Tracing messages with Windows

The OutputDebugString function is used to send messages to a debugger. The function does this through a shared memory section called DBWIN_BUFFER. Shared memory means that any process can access this memory, and so Windows provides two event objects called DBWIN_BUFFER_READY and DBWIN_DATA_READY that control read and write access to this memory. These event objects are shared between processes and can be in a signalled or unsignalled state. A debugger will indicate that it is no longer using the shared memory by signalling the DBWIN_BUFFER_READY event, at which point the OutputDebugString function can write the data to the shared memory. The debugger will wait on the DBWIN_DATA_READY event, which will be signalled by the OutputDebugString function when it has finished writing to the memory and it is safe to read the buffer. The data written to the memory section will be the process ID of the process that called the OutputDebugString function, followed by a string of up to 4 KB of data.

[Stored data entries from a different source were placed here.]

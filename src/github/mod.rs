//! Pull request review comments on GitHub.

mod client;

use crate::error::Result;
use serde::Serialize;

pub use client::GitHubClient;

/// A review comment anchored to a patch position, ready to post.
#[derive(Debug, Clone, PartialEq, Eq)]
pub struct ReviewComment {
    pub repo: String,
    pub pr: u64,
    /// Head commit the position refers to.
    pub commit_id: String,
    pub path: String,
    pub position: usize,
    pub body: String,
}

impl ReviewComment {
    /// JSON body for the create-review-comment endpoint.
    pub fn payload(&self) -> ReviewCommentPayload<'_> {
        ReviewCommentPayload {
            body: &self.body,
            commit_id: &self.commit_id,
            path: &self.path,
            position: self.position,
        }
    }
}

impl std::fmt::Display for ReviewComment {
    fn fmt(&self, f: &mut std::fmt::Formatter<'_>) -> std::fmt::Result {
        write!(
            f,
            "PR comment to {}/pulls/{}@{}#{}:{} => {}",
            self.repo, self.pr, self.commit_id, self.path, self.position, self.body
        )
    }
}

#[derive(Debug, Serialize)]
pub struct ReviewCommentPayload<'a> {
    pub body: &'a str,
    pub commit_id: &'a str,
    pub path: &'a str,
    pub position: usize,
}

/// The review API calls the `pr` command needs.
pub trait ReviewApi {
    /// SHA of the pull request's base commit.
    fn pull_request_base_sha(&self, repo: &str, pr: u64) -> Result<String>;

    /// Create one review comment on the pull request.
    fn create_review_comment(&self, comment: &ReviewComment) -> Result<()>;
}
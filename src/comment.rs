//! Comment requests: what to say, and where in the current files to say it.

/// A request to comment on a pull request.
///
/// `line` is a line number in the current working-tree file, not a
/// position in any diff. A request without a `file` targets the pull
/// request as a whole.
#[derive(Debug, Clone, PartialEq, Eq)]
pub struct CommentRequest {
    pub file: Option<String>,
    pub line: Option<usize>,
    pub message: String,
}

impl CommentRequest {
    /// A comment on line `line` (1-based) of `file`.
    pub fn line_comment(file: impl Into<String>, line: usize, message: impl Into<String>) -> Self {
        Self {
            file: Some(file.into()),
            line: Some(line),
            message: message.into(),
        }
    }

    /// A comment on the pull request itself.
    pub fn pr_comment(message: impl Into<String>) -> Self {
        Self {
            file: None,
            line: None,
            message: message.into(),
        }
    }

    /// `file:line`, or `(pull request)` for file-less requests.
    pub fn location(&self) -> String {
        match (&self.file, self.line) {
            (Some(file), Some(line)) => format!("{}:{}", file, line),
            (Some(file), None) => file.clone(),
            (None, _) => "(pull request)".to_string(),
        }
    }
}

#[cfg(test)]
mod tests {
    use super::*;

    #[test]
    fn test_location() {
        assert_eq!(
            CommentRequest::line_comment("lib/a.rb", 10, "x").location(),
            "lib/a.rb:10"
        );
        assert_eq!(CommentRequest::pr_comment("x").location(), "(pull request)");
    }
}
//! Unified diff model and parser.
//!
//! The parsing is deterministic and supports:
//! - Added lines with new-file line numbers and patch positions
//! - Multiple hunks per file, counted by their header lengths
//! - New files (from /dev/null) and deleted files (to /dev/null)
//! - File renames (keyed by the new path)
//! - "\ No newline at end of file" markers

mod api;
mod helpers;
mod model;
mod parser;


pub use api::diff_between;
pub use model::{ChangedLine, Diff, DiffPatch};
pub use parser::parse_diff;
use std::path::Path;
use std::process::Command;
use tempfile::TempDir;

/// A repository with a single commit containing `README.md`.
pub(crate) fn create_test_repo() -> TempDir {
    let temp_dir = TempDir::new().unwrap();
    let path = temp_dir.path();

    git(path, &["init"]);
    // Deterministic default branch name across environments.
    git(path, &["symbolic-ref", "HEAD", "refs/heads/main"]);

    git(path, &["config", "user.email", "test@example.com"]);
    git(path, &["config", "user.name", "Test User"]);
    git(path, &["config", "commit.gpgsign", "false"]);

    std::fs::write(path.join("README.md"), "# Test\n").unwrap();
    git(path, &["add", "."]);
    git(path, &["commit", "-m", "Initial commit"]);

    temp_dir
}

/// Write `content` to `file`, commit it, and return the new HEAD sha.
pub(crate) fn commit_file(repo_dir: &Path, file: &str, content: &str, message: &str) -> String {
    let target = repo_dir.join(file);
    if let Some(parent) = target.parent() {
        std::fs::create_dir_all(parent).unwrap();
    }
    std::fs::write(&target, content).unwrap();
    git(repo_dir, &["add", "."]);
    git(repo_dir, &["commit", "-m", message]);
    git(repo_dir, &["rev-parse", "HEAD"])
}

pub(crate) fn git(repo_dir: &Path, args: &[&str]) -> String {
    let output = Command::new("git")
        .current_dir(repo_dir)
        .args(args)
        .output()
        .unwrap_or_else(|e| panic!("failed to execute git {}: {}", args.join(" "), e));

    if !output.status.success() {
        let stdout = String::from_utf8_lossy(&output.stdout);
        let stderr = String::from_utf8_lossy(&output.stderr);
        panic!(
            "git {} failed (exit code {:?})\nstdout:\n{}\nstderr:\n{}",
            args.join(" "),
            output.status.code(),
            stdout,
            stderr
        );
    }

    String::from_utf8_lossy(&output.stdout).trim().to_string()
}
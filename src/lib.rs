//! github-commenter: post inline review comments on pull requests.
//!
//! Comment requests name a file and a line of the current working tree.
//! The [`resolve`] module maps them onto the patch positions the review API
//! expects, using diffs parsed by the [`diff`] module.

pub mod ci;
pub mod cli;
pub mod commands;
pub mod comment;
pub mod config;
pub mod diff;
pub mod error;
pub mod exit_codes;
pub mod git;
pub mod github;
pub mod input;
pub mod resolve;

#[cfg(test)]
pub(crate) mod test_support;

The problem is that when you call the OutputDebugString function it will wait on the DBWIN_BUFFER_READY event, which means that when you use this function you are coupling the performance of your application to the performance of another process, which is usually a debugger (but may not be). It is very easy to write a process to access the DBWIN_BUFFER shared memory section and get access to the associated event objects, so it may be possible that your production code will run on a machine where someone has such an application running. For this reason, it is vitally important that you use conditional compilation so that the OutputDebugString function is only used in debug builds--code that will never be released to your customers:

    extern void run_code(); 

int main()
{
#ifdef _DEBUG
OutputDebugStringA("Application startedn");
#endif

run_code();

#ifdef _DEBUG
OutputDebugStringA("Application endedn");
#endif
return 0;
}

You will need to include the windows.h header file to compile this code. As for the _RPT example, you will have to run this code under a debugger to see the output, or have an application like DebugView (available from Microsoft's Technet website) running.

Windows provides the DBWinMutex mutex object to act as an overall key to accessing this shared memory and event objects. As the name suggests, when you have a handle to a mutex you will have mutually exclusive access to the resource. The problem is that processes do not have to have a handle to this mutex to use these resources and consequently you have no guarantee that, if your application thinks it has exclusive access that it will really have exclusive access.